▶ [GOAL OF THE EXERCISE] Search the records below for "crate" and copy every line it turns up in.

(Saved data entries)
use std::sync::Arc;

use crate::errors::{ExamError, ExamResult};
use crate::metrics::ASSIGNMENT_CONFLICTS_TOTAL;
use crate::models::AttemptQuestion;
use crate::services::store::{ExamStore, StoreError};
use crate::utils::retry::RetryConfig;

/// Result of trying to bind a question to the next free slot.
#[derive(Debug, Clone)]
pub enum SlotOutcome {
    /// A new row was inserted for this question.
    Assigned(AttemptQuestion),
    /// Another request filled the slot first; its pending row should be served.
    Occupied(AttemptQuestion),
    /// The chosen question was assigned elsewhere in the attempt meanwhile.
    Stale,
}

/// Reserves `question_order` slots. The store's unique `(attempt_id, question_order)`
/// constraint is the only coordination between concurrent requests.
pub struct AssignmentService {
    store: Arc<dyn ExamStore>,
    retry: RetryConfig,
}

impl AssignmentService {
    pub fn new(store: Arc<dyn ExamStore>) -> Self {
        Self::with_retry(store, RetryConfig::assignment())
    }

    pub fn with_retry(store: Arc<dyn ExamStore>, retry: RetryConfig) -> Self {
        Self { store, retry }
    }

    /// Binds `question_id` to the lowest free order in `1..=total_questions`.
    ///
    /// Fails with [`ExamError::AssignmentExhausted`] after the retry budget; a slot is
    /// never skipped and no row is left behind on failure.
    pub async fn reserve(
        &self,
        attempt_id: &str,
        question_id: &str,
        total_questions: u32,
    ) -> ExamResult<SlotOutcome> {
        let max_attempts = self.retry.max_attempts.max(1);
        let mut target_order = 0;

        for attempt in 1..=max_attempts {
            let rows = self.store.list_attempt_questions(attempt_id).await?;

            if let Some(pending) = rows.iter().find(|row| !row.is_answered()) {
                return Ok(SlotOutcome::Occupied(pending.clone()));
            }
            if rows.iter().any(|row| row.question_id == question_id) {
                return Ok(SlotOutcome::Stale);
            }

            target_order = match lowest_free_order(&rows, total_questions) {
                Some(order) => order,
                None => {
                    return Err(ExamError::state_conflict(
                        "attempt_full",
                        format!("Attempt {} has no free question slot", attempt_id),
                    ))
                }
            };

            let row = AttemptQuestion::new(attempt_id, question_id, target_order);
            match self.store.insert_attempt_question(&row).await {
                Ok(()) => {
                    tracing::info!(
                        "Assigned question {} to attempt {} slot {}",
                        question_id,
                        attempt_id,
                        target_order
                    );
                    return Ok(SlotOutcome::Assigned(row));
                }
                Err(StoreError::Conflict(detail)) => {
                    ASSIGNMENT_CONFLICTS_TOTAL.inc();
                    tracing::warn!(
                        "Slot {} of attempt {} taken concurrently (try {}/{}): {}",
                        target_order,
                        attempt_id,
                        attempt,
                        max_attempts,
                        detail
                    );
                }
                Err(StoreError::Backend(e)) => {
                    tracing::warn!(
                        "Slot {} insert for attempt {} failed (try {}/{}): {}",
                        target_order,
                        attempt_id,
                        attempt,
                        max_attempts,
                        e
                    );
                }
                Err(e) => return Err(e.into()),
            }

            if attempt < max_attempts {
                tokio::time::sleep(self.retry.backoff_for(attempt)).await;
            }
        }

        tracing::error!(
            "Giving up on slot {} of attempt {} after {} tries",
            target_order,
            attempt_id,
            max_attempts
        );
        Err(ExamError::AssignmentExhausted {
            order: target_order,
            attempts: max_attempts,
        })
    }

    /// Inserts at an exact order with no retry; used by sequence repair.
    pub async fn insert_exact(
        &self,
        attempt_id: &str,
        question_id: &str,
        question_order: u32,
    ) -> ExamResult<AttemptQuestion> {
        let row = AttemptQuestion::new(attempt_id, question_id, question_order);
        self.store.insert_attempt_question(&row).await?;
        Ok(row)
    }
}

/// Smallest order in `1..=total` not present in `rows`.
pub fn lowest_free_order(rows: &[AttemptQuestion], total: u32) -> Option<u32> {
    let taken: std::collections::HashSet<u32> = rows.iter().map(|r| r.question_order).collect();
    (1..=total).find(|order| !taken.contains(order))
}

#[cfg(test)]
mod tests {
    use super::*;
    use crate::services::store::faults::FaultyStore;
    use crate::services::store::memory::MemoryStore;
    use std::time::Duration;

    fn fast_retry() -> RetryConfig {
        RetryConfig {
            max_attempts: 3,
            base_backoff: Duration::from_millis(1),
            max_backoff: Duration::from_millis(4),
            jitter_max: None,
        }
    }

    fn answered(attempt_id: &str, question_id: &str, order: u32) -> AttemptQuestion {
        let mut row = AttemptQuestion::new(attempt_id, question_id, order);
        row.user_answer_index = Some(0);
        row.is_correct = Some(true);
        row
    }

    #[test]
    fn lowest_free_order_fills_gaps_first() {
        let rows = vec![answered("a", "q1", 1), answered("a", "q3", 3)];
        assert_eq!(lowest_free_order(&rows, 5), Some(2));
        assert_eq!(lowest_free_order(&[], 5), Some(1));
        let full: Vec<AttemptQuestion> = (1..=2).map(|i| answered("a", "q", i)).collect();
        assert_eq!(lowest_free_order(&full, 2), None);
    }

    #[tokio::test]
    async fn reserves_the_next_contiguous_slot() {
        let store = Arc::new(MemoryStore::new());
        store.insert_attempt_question(&answered("a1", "q1", 1)).await.unwrap();
        let service = AssignmentService::with_retry(store.clone(), fast_retry());

        match service.reserve("a1", "q2", 60).await.unwrap() {
            SlotOutcome::Assigned(row) => assert_eq!(row.question_order, 2),
            other => panic!("unexpected outcome {:?}", other),
        }
    }

    #[tokio::test]
    async fn pending_row_is_served_instead_of_a_second_insert() {
        let store = Arc::new(MemoryStore::new());
        store
            .insert_attempt_question(&AttemptQuestion::new("a1", "q1", 1))
            .await
            .unwrap();
        let service = AssignmentService::with_retry(store.clone(), fast_retry());

        match service.reserve("a1", "q2", 60).await.unwrap() {
            SlotOutcome::Occupied(row) => assert_eq!(row.question_id, "q1"),
            other => panic!("unexpected outcome {:?}", other),
        }
        assert_eq!(store.list_attempt_questions("a1").await.unwrap().len(), 1);
    }

    #[tokio::test]
    async fn already_used_question_is_stale() {
        let store = Arc::new(MemoryStore::new());
        store.insert_attempt_question(&answered("a1", "q1", 1)).await.unwrap();
        let service = AssignmentService::with_retry(store, fast_retry());
        assert!(matches!(
            service.reserve("a1", "q1", 60).await.unwrap(),
            SlotOutcome::Stale
        ));
    }

    #[tokio::test]
    async fn concurrent_reservations_leave_one_row() {
        let store = Arc::new(MemoryStore::new());
        let first = AssignmentService::with_retry(store.clone(), fast_retry());
        let second = AssignmentService::with_retry(store.clone(), fast_retry());

        let (a, b) = tokio::join!(first.reserve("a1", "q1", 60), second.reserve("a1", "q2", 60));
        let outcomes = [a.unwrap(), b.unwrap()];
        let assigned = outcomes
            .iter()
            .filter(|o| matches!(o, SlotOutcome::Assigned(_)))
            .count();
        assert_eq!(assigned, 1);

        let rows = store.list_attempt_questions("a1").await.unwrap();
        assert_eq!(rows.len(), 1);
        assert_eq!(rows[0].question_order, 1);
    }

    #[tokio::test]
    async fn full_attempt_is_a_state_conflict() {
        let store = Arc::new(MemoryStore::new());
        store.insert_attempt_question(&answered("a1", "q1", 1)).await.unwrap();
        let service = AssignmentService::with_retry(store, fast_retry());
        let err = service.reserve("a1", "q2", 1).await.unwrap_err();
        assert_eq!(err.reason(), "attempt_full");
    }

    #[tokio::test]
    async fn slot_conflicts_within_the_budget_are_retried() {
        let store = Arc::new(MemoryStore::new());
        store.insert_attempt_question(&answered("a1", "q1", 1)).await.unwrap();
        let faulty = Arc::new(FaultyStore::new(store.clone()));
        faulty.fail("insert_attempt_question", 2);
        let service = AssignmentService::with_retry(faulty.clone(), fast_retry());
        let conflicts_before = ASSIGNMENT_CONFLICTS_TOTAL.get();

        match service.reserve("a1", "q2", 60).await.unwrap() {
            SlotOutcome::Assigned(row) => assert_eq!(row.question_order, 2),
            other => panic!("unexpected outcome {:?}", other),
        }
        assert_eq!(faulty.remaining("insert_attempt_question"), 0);
        assert!(ASSIGNMENT_CONFLICTS_TOTAL.get() >= conflicts_before + 2);
        assert_eq!(store.list_attempt_questions("a1").await.unwrap().len(), 2);
    }

    #[tokio::test]
    async fn exhausted_budget_leaves_no_row_and_skips_no_slot() {
        let store = Arc::new(MemoryStore::new());
        store.insert_attempt_question(&answered("a1", "q1", 1)).await.unwrap();
        let faulty = Arc::new(FaultyStore::new(store.clone()));
        faulty.fail("insert_attempt_question", 3);
        let service = AssignmentService::with_retry(faulty.clone(), fast_retry());

        let err = service.reserve("a1", "q2", 60).await.unwrap_err();
        assert_eq!(err.reason(), "assignment_exhausted");
        match err {
            ExamError::AssignmentExhausted { order, attempts } => {
                assert_eq!(order, 2);
                assert_eq!(attempts, 3);
            }
            other => panic!("unexpected error {:?}", other),
        }
        assert_eq!(store.list_attempt_questions("a1").await.unwrap().len(), 1);

        // Once the contention clears, the same slot is taken; nothing was skipped.
        match service.reserve("a1", "q2", 60).await.unwrap() {
            SlotOutcome::Assigned(row) => assert_eq!(row.question_order, 2),
            other => panic!("unexpected outcome {:?}", other),
        }
    }
}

▶ [RESPONSE TO THE EXERCISE]
use crate::errors::{ExamError, ExamResult};
use crate::metrics::ASSIGNMENT_CONFLICTS_TOTAL;
use crate::models::AttemptQuestion;
use crate::services::store::{ExamStore, StoreError};
use crate::utils::retry::RetryConfig;
    use crate::services::store::faults::FaultyStore;
    use crate::services::store::memory::MemoryStore;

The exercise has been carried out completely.